You know, in my playful mind I am envisioning both as sharing a symptom of a need for a protective father after childhood is gone and they get hit by becoming something like "orphans of adulthood".
So each is hoping for fatherly intervention in their insecurities, placing their faith into the merciful hands of their respective daddies. Neither seems to be getting it how those daddies don't really have their petty insecurities as a part of their agendas.
Imagine that unfathomable universal intelligence that created, and still is probably creating innumerable macrocosms and microcosms---as being bothered by something that we should have taken care of ourselves, like feeling insecure in the ever threatening world.
And then, imagine those political hopefuls finally getting the taste of power as really caring for anything other than their careerism. So, each side of followers is thinking: "Our daddy loves us---because we love him". Both are believing that their love automatically goes both ways, and that makes them feel more protected. Well, if it does, who am I to argue.
A Different Source of Peace
Now, for a moment thinking about my somewhat turbulent childhood and my teenage years, I would be a perfect candidate to even apply for a cleaner's job in a church, just to spend as much time as possible in that soul-calming environment.

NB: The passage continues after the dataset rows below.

//! Detection results returned for one uploaded image.

use std::collections::BTreeMap;

use schemars::JsonSchema;
use serde::{Deserialize, Serialize};

use crate::category::Language;
use crate::detection::CategorizedDetection;

/// Decoded image properties echoed back to the caller.
#[derive(Debug, Clone, PartialEq, Eq, Serialize, Deserialize, JsonSchema)]
pub struct ImageInfo {
    pub width: u32,
    pub height: u32,
    /// Sniffed image format (e.g. `jpeg`, `png`)
    pub format: String,
}

/// Request-level metadata.
#[derive(Debug, Clone, PartialEq, Serialize, Deserialize, JsonSchema)]
pub struct DetectionMetadata {
    pub model_version: String,
    pub category_table_version: String,
    /// Wall-clock processing time of the whole pipeline
    pub processing_time_ms: u64,
    /// Threshold actually applied to this request
    pub min_confidence: f32,
    pub language: Language,
    pub image: ImageInfo,
}

/// Number of detections per canonical category.
#[derive(Debug, Clone, PartialEq, Eq, Serialize, Deserialize, JsonSchema)]
pub struct CategoryCount {
    pub category: String,
    pub count: usize,
}

/// Ordered detections for one image plus request metadata.
#[derive(Debug, Clone, PartialEq, Serialize, Deserialize, JsonSchema)]
pub struct DetectionResult {
    pub detections: Vec<CategorizedDetection>,
    /// Per-category counts, most frequent first
    pub summary: Vec<CategoryCount>,
    pub metadata: DetectionMetadata,
}

impl DetectionResult {
    /// Build a result; the summary is derived from `detections`.
    pub fn new(detections: Vec<CategorizedDetection>, metadata: DetectionMetadata) -> Self {
        let summary = summarize(&detections);
        Self {
            detections,
            summary,
            metadata,
        }
    }

    pub fn len(&self) -> usize {
        self.detections.len()
    }

    pub fn is_empty(&self) -> bool {
        self.detections.is_empty()
    }

    /// Number of detections whose label had no category mapping.
    pub fn unknown_count(&self) -> usize {
        self.detections.iter().filter(|d| !d.known).count()
    }
}

fn summarize(detections: &[CategorizedDetection]) -> Vec<CategoryCount> {
    let mut counts: BTreeMap<&str, usize> = BTreeMap::new();
    for detection in detections {
        *counts.entry(detection.category.as_str()).or_default() += 1;
    }

    let mut summary: Vec<CategoryCount> = counts
        .into_iter()
        .map(|(category, count)| CategoryCount {
            category: category.to_string(),
            count,
        })
        .collect();
    // BTreeMap already yields categories alphabetically; stable sort keeps that for ties
    summary.sort_by(|a, b| b.count.cmp(&a.count));
    summary
}
//! API routes.

use std::sync::Arc;

use axum::extract::DefaultBodyLimit;
use axum::middleware;
use axum::routing::{get, post};
use axum::Router;
use metrics_exporter_prometheus::PrometheusHandle;
use tower_http::limit::RequestBodyLimitLayer;

use crate::handlers::{detect, health, list_categories, model_info, not_found, ready};
use crate::metrics::metrics_middleware;
use crate::middleware::{
    cors_layer, payload_too_large_json, rate_limit_middleware, request_id, request_logging,
    security_headers, RateLimiterCache,
};
use crate::state::AppState;

/// Create the API router.
pub fn create_router(state: AppState, metrics_handle: Option<PrometheusHandle>) -> Router {
    let max_body_size = state.config.max_body_size;
    let rate_limiter = Arc::new(RateLimiterCache::new(state.config.rate_limit_rps));

    let api_routes = Router::new()
        .route("/detect", post(detect))
        .route("/categories", get(list_categories))
        .route("/model", get(model_info))
        .layer(middleware::from_fn_with_state(
            rate_limiter,
            rate_limit_middleware,
        ));

    let health_routes = Router::new()
        .route("/health", get(health))
        .route("/healthz", get(health))
        .route("/ready", get(ready));

    // Metrics endpoint (if enabled)
    let metrics_routes = match metrics_handle {
        Some(handle) if state.config.metrics_enabled => {
            Router::new().route("/metrics", get(move || async move { handle.render() }))
        }
        _ => Router::new(),
    };

    Router::new()
        .nest("/api", api_routes)
        .merge(health_routes)
        .merge(metrics_routes)
        .fallback(not_found)
        .layer(DefaultBodyLimit::max(max_body_size))
        .layer(RequestBodyLimitLayer::new(max_body_size))
        .layer(middleware::from_fn_with_state(max_body_size, payload_too_large_json))
        .layer(middleware::from_fn(metrics_middleware))
        .layer(middleware::from_fn(security_headers))
        .layer(middleware::from_fn(request_id))
        .layer(middleware::from_fn(request_logging))
        .layer(cors_layer(&state.config.cors_origins))
        .with_state(state)
}
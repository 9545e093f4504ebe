//! Application state.

use std::sync::Arc;

use mpp_vision::{
    CategoryMapper, DetectionBackend, DetectionEngine, EngineConfig, ImageLimits,
    InferencePipeline, PipelineConfig, VisionResult,
};
use tracing::info;

use crate::config::ApiConfig;

/// Shared application state.
///
/// The model and the category table are loaded once and shared read-only
/// by every request.
#[derive(Clone)]
pub struct AppState {
    pub config: ApiConfig,
    pub pipeline: Arc<InferencePipeline>,
}

impl AppState {
    /// Load the category table and the ONNX model named by `config`.
    ///
    /// Any failure here is fatal: the service must not start without both.
    #[cfg(feature = "onnx")]
    pub fn new(config: ApiConfig) -> VisionResult<Self> {
        use mpp_vision::{OnnxYoloBackend, OnnxYoloConfig};

        let mapper = CategoryMapper::load(config.category_table_path.as_deref())?;

        let backend = OnnxYoloBackend::load(&OnnxYoloConfig {
            model_path: config.model.path.clone(),
            labels_path: config.model.labels_path.clone(),
            version: config.model.version.clone(),
            input_size: config.model.input_size,
            nms_threshold: config.model.nms_threshold,
        })?;

        let unmapped = unmapped_labels(backend.labels(), &mapper);
        if !unmapped.is_empty() {
            tracing::warn!(
                count = unmapped.len(),
                labels = %unmapped.join(", "),
                "Some model labels have no category mapping"
            );
        }

        Self::with_backend(config, Arc::new(backend), mapper)
    }

    #[cfg(not(feature = "onnx"))]
    pub fn new(_config: ApiConfig) -> VisionResult<Self> {
        Err(mpp_vision::VisionError::model_unavailable(
            "Built without the onnx feature",
        ))
    }

    /// Assemble state around an already loaded backend.
    pub fn with_backend(
        config: ApiConfig,
        backend: Arc<dyn DetectionBackend>,
        mapper: CategoryMapper,
    ) -> VisionResult<Self> {
        let engine = DetectionEngine::new(
            backend,
            EngineConfig {
                workers: config.inference_workers,
                limits: ImageLimits {
                    max_bytes: config.max_image_bytes,
                    max_dimension: config.max_image_dimension,
                },
            },
        )?;

        let pipeline = InferencePipeline::new(
            engine,
            Arc::new(mapper),
            PipelineConfig {
                default_min_confidence: config.default_min_confidence,
                inference_timeout: config.inference_timeout,
            },
        )?;

        info!(
            model_version = pipeline.model_version(),
            backend = pipeline.engine().backend_name(),
            category_table_version = pipeline.mapper().version(),
            workers = config.inference_workers,
            "Inference pipeline ready"
        );

        Ok(Self {
            config,
            pipeline: Arc::new(pipeline),
        })
    }
}

/// Model labels the category table does not map.
pub fn unmapped_labels<'a>(labels: &'a [String], mapper: &CategoryMapper) -> Vec<&'a str> {
    labels
        .iter()
        .map(String::as_str)
        .filter(|label| mapper.lookup(label).is_none())
        .collect()
}
use std::path::Path;

use mpp_api::state::unmapped_labels;
use mpp_api::ApiConfig;
use mpp_vision::{load_labels, CategoryMapper};

fn main() -> anyhow::Result<()> {
    dotenvy::dotenv().ok();
    let config = ApiConfig::from_env();

    println!(
        "api-selfcheck: starting with model={}",
        config.model.path.display()
    );
    config
        .validate()
        .map_err(|e| anyhow::anyhow!("invalid configuration: {}", e))?;

    let mapper = CategoryMapper::load(config.category_table_path.as_deref())?;
    println!(
        "api-selfcheck: category table {} ({} labels)",
        mapper.version(),
        mapper.len()
    );

    ensure_file(&config.model.path)?;
    let labels = load_labels(&config.model.labels_path)?;
    ensure_labels_mapped(&mapper, &labels)?;

    println!("api-selfcheck: ok");
    Ok(())
}

fn ensure_file(path: &Path) -> anyhow::Result<()> {
    let metadata = std::fs::metadata(path)
        .map_err(|e| anyhow::anyhow!("{} not available: {}", path.display(), e))?;
    if metadata.len() == 0 {
        return Err(anyhow::anyhow!("{} is empty", path.display()));
    }
    Ok(())
}

fn ensure_labels_mapped(mapper: &CategoryMapper, labels: &[String]) -> anyhow::Result<()> {
    let unmapped = unmapped_labels(labels, mapper);
    if !unmapped.is_empty() {
        return Err(anyhow::anyhow!(
            "{} model labels have no category: {}",
            unmapped.len(),
            unmapped.join(", ")
        ));
    }
    Ok(())
}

But, why can I feel this love, this calm, and harmony, and tolerance...and why do I feel so "at home" in this world torn by animalistic antagonisms of all sorts? I don't know for sure, but it might have something to do with that resolve long time ago to "row my own boat, and not allow anyone to rock it".
When I look inside, I see that deep sense of my own responsibility for my emotional states, for my wellbeing, my harmonious relating to myself and to my world. And nothing is missing there to be found in a church, a temple, a synagogue, or a mosque.
And even if there is a god somewhere up there, he must be smiling at this one of his kids who can stand on his own feet, not seeking his lap from which the world would look less of a threat.